Originally published at: http://statelyplay.com/2018/05/02/what-the-x-wing-2-0-announcement-didnt-announce/
Fantasy Flight, the Angel Cordero*
successfully flogging that Star Wars license to win after win, have announced that their immensely popular X-Wing line of prepainted tabletop miniatures will be getting a new edition
. Lest my fellow players of the existing game crack their screens in frustration, all existing ships will be supported with a conversion kit, so those of us who've sunk hundreds of dollars into the first edition won't be left behind by organized play and new releases. Naturally, we can always play the edition we have, but that's still a comfort. There's a (by X-Wing standards) modest cost to upgrade, and it looks like small ships are headed for a price hike, but the goals announced seem pretty desirable, so it's more defensible than some routes to our wallets. It sounds like they're aiming to make the game substantially more responsive to balance problems while making it easier to build ship lists, avoid having to buy everything, offer a greater variety of play styles, and tweak some of the decisions they now regard as limiting both their design space and ability to accurately represent the world of Star Wars. But none of that's what caught my eye.
See, the way they're implementing a lot of this is with a companion app. It's already set to accomplish a lot of useful stuff, and you can get a half-hour of insight into much of that and the second edition in this friendly Team Covenant interview with Fantasy Flight's Andrew Navarro
. But if you advance to 27:09, you hear Navarro say this:
I think the thing I'm most excited about … [are] the opportunities that now exist in organized play to really do some fun, interesting things, and to mix it up, and play around in that … playground we're creating with the app. I think that should make it a lot of fun. Because I know there's lot of alternate, variant formats out there that exist in a bootleg fashion that are really fun, and that we're taking, we're doing something in a more official capacity, I think is great. … We're kind of giving it our blessing with the app, to say, 'No, yeah, you can do all these things, and we're behind you with it; we'll help support you.
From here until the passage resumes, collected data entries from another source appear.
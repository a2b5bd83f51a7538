//! Durable `WorkQueue` on the same libSQL database as the registry.
//!
//! Messages are rows in `queue_messages`. A claim flips the oldest `ready`
//! row of the namespace to `claimed` in one `UPDATE … RETURNING`, so two
//! consumers (in this process or another) can never take the same row.
//! `ack` deletes the row.

use async_trait::async_trait;
use chrono::Utc;
use libsql::params;
use tracing::debug;
use uuid::Uuid;

use crate::error::{DatabaseError, QueueError};
use crate::queue::{Delivery, WorkQueue};
use crate::store::libsql_backend::{LibSqlBackend, fmt_datetime};
use crate::tasks::TaskMessage;

impl LibSqlBackend {
    /// Claim the oldest ready message, if any, without waiting.
    pub async fn try_claim(&self) -> Result<Option<Delivery>, QueueError> {
        let mut rows = self
            .conn()
            .query(
                "UPDATE queue_messages
                 SET status = 'claimed', claimed_at = ?1
                 WHERE seq = (
                     SELECT seq FROM queue_messages
                     WHERE namespace = ?2 AND status = 'ready'
                     ORDER BY seq ASC
                     LIMIT 1
                 )
                 RETURNING seq, task_id, task_kind, payload",
                params![fmt_datetime(Utc::now()), self.namespace()],
            )
            .await
            .map_err(|e| DatabaseError::Query(format!("claim message: {e}")))?;

        let row = match rows.next().await {
            Ok(Some(row)) => row,
            Ok(None) => return Ok(None),
            Err(e) => return Err(DatabaseError::Query(format!("claim message: {e}")).into()),
        };

        let receipt: i64 = row
            .get(0)
            .map_err(|e| DatabaseError::Serialization(format!("queue_messages.seq: {e}")))?;
        let task_id: String = row
            .get(1)
            .map_err(|e| DatabaseError::Serialization(format!("queue_messages.task_id: {e}")))?;
        let task_kind: String = row
            .get(2)
            .map_err(|e| DatabaseError::Serialization(format!("queue_messages.task_kind: {e}")))?;
        let payload: String = row
            .get(3)
            .map_err(|e| DatabaseError::Serialization(format!("queue_messages.payload: {e}")))?;

        let message = TaskMessage {
            task_id: Uuid::parse_str(&task_id)
                .map_err(|e| DatabaseError::Serialization(format!("message {receipt}: {e}")))?,
            task_kind,
            payload: serde_json::from_str(&payload)
                .map_err(|e| DatabaseError::Serialization(format!("message {receipt}: {e}")))?,
        };

        debug!(receipt, task_id = %message.task_id, "Claimed queue message");
        Ok(Some(Delivery { receipt, message }))
    }

    /// Number of unclaimed messages in this namespace.
    pub async fn queue_depth(&self) -> Result<i64, QueueError> {
        let mut rows = self
            .conn()
            .query(
                "SELECT COUNT(*) FROM queue_messages WHERE namespace = ?1 AND status = 'ready'",
                params![self.namespace()],
            )
            .await
            .map_err(|e| DatabaseError::Query(format!("queue depth: {e}")))?;

        match rows.next().await {
            Ok(Some(row)) => Ok(row
                .get::<i64>(0)
                .map_err(|e| DatabaseError::Serialization(format!("queue depth: {e}")))?),
            Ok(None) => Ok(0),
            Err(e) => Err(DatabaseError::Query(format!("queue depth: {e}")).into()),
        }
    }
}

#[async_trait]
impl WorkQueue for LibSqlBackend {
    async fn enqueue(&self, message: TaskMessage) -> Result<(), QueueError> {
        let payload = serde_json::to_string(&message.payload)
            .map_err(|e| DatabaseError::Serialization(format!("message payload: {e}")))?;

        self.conn()
            .execute(
                "INSERT INTO queue_messages (namespace, task_id, task_kind, payload, enqueued_at)
                 VALUES (?1, ?2, ?3, ?4, ?5)",
                params![
                    self.namespace(),
                    message.task_id.to_string(),
                    message.task_kind.as_str(),
                    payload,
                    fmt_datetime(Utc::now())
                ],
            )
            .await
            .map_err(|e| DatabaseError::Query(format!("enqueue message: {e}")))?;

        self.notify.notify_one();
        Ok(())
    }

    async fn dequeue(&self) -> Result<Delivery, QueueError> {
        loop {
            if let Some(delivery) = self.try_claim().await? {
                return Ok(delivery);
            }
            // Local enqueues wake us right away; rows written by other
            // processes are picked up on the next poll.
            tokio::select! {
                _ = self.notify.notified() => {}
                _ = tokio::time::sleep(self.poll_interval) => {}
            }
        }
    }

    async fn ack(&self, delivery: &Delivery) -> Result<(), QueueError> {
        self.conn()
            .execute(
                "DELETE FROM queue_messages WHERE seq = ?1 AND namespace = ?2",
                params![delivery.receipt, self.namespace()],
            )
            .await
            .map_err(|e| DatabaseError::Query(format!("ack message: {e}")))?;
        Ok(())
    }
}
So, two things: first, that sounds like Valve talking about Half-life mods. When players are investing so heavily in the hardware to play, it's extremely appealing to try and cultivate for them the equivalent of Counter-Strike, Team Fortress, Day of Defeat, and Natural Selection all playable with the same pieces. There are radically diverse options here, it's not all simple Goldeneye Big Head Mode-style tweaks (though there's no reason you couldn't do something that simple, like combat in a shield-reducing ion cloud). Second, what's announced so far doesn't fully accomplish that goal.
[caption id="attachment_4919" align="aligncenter" width="4032"]
A dice-based AI for enemies. I usually play with an eight-year-old, so they pass the Turing test in my house.[/caption]
What the app (or website) currently does is essentially help with setup, making it easy to keep ship lists legal and balanced according to Fantasy Flight's best current understanding of play. I don't recall seeing mention of particular setups yet, but it could easily include those and objectives to expand the game beyond deathmatch, and that seems implicit in Navarro's description. What Fantasy Flight haven't mentioned is anything which would make possible something like the single existing user-created alternative play mode about which I've heard most: the co-operative campaign Heroes of the Aturi Cluster. Given Fantasy Flight Interactive's recent release of the Star Wars: Imperial Assault app which allows AI-controlled play, it's obviously on their minds as a desirable feature. If this feature were present, the confirmation of its inclusion would be seen by a significant portion of the player base as a substantial source of value in the new edition (which, being a change, is naturally attracting early opposition from numerous vocal internet commenters). So I assume they'd prefer to mention it now to ensure as positive a reception as possible if they felt they could.
The hypothesis I cherish is that they are working on an unannounced feature for the app: ARKit-powered omission of physical measurement. They could simplify this for themselves by quantizing the play space (as HeX-Wing does, perhaps also selling a branded hex-map with some new chipboard terrain to support the campaign), or just go all the way to something like DialVision, allowing players to use that magic window in their pockets to see where ships will be. Basically, I just don't like fussing with range rulers and movement templates, and the technology exists to let me skip that while also putting enemy ships under the control of an app-based AI in a co-op or solo campaign. So the desire is the mother of the hope. Hoping for a good way to play Twilight Struggle for years only to have Playdek play genie of the ring has ruined my resistance to wishful thinking. I mean, I also married way out of my league and have healthy children almost perfectly conforming to my hopes while writing about games in whatever way I want on the side, but we all know it was Twilight Struggle that put me over the top.
So, that's the speculation of a purely casual player with no idea what the current organized play situation is like.
*: My dad was a high school teacher, so he was free to work summers at Saratoga Race Track selling tickets. I'm deeply ambivalent about horse racing, but it's enough a part of my culture that I'm perversely proud to advertise that I remember the name of an admittedly dominant jockey from my youth.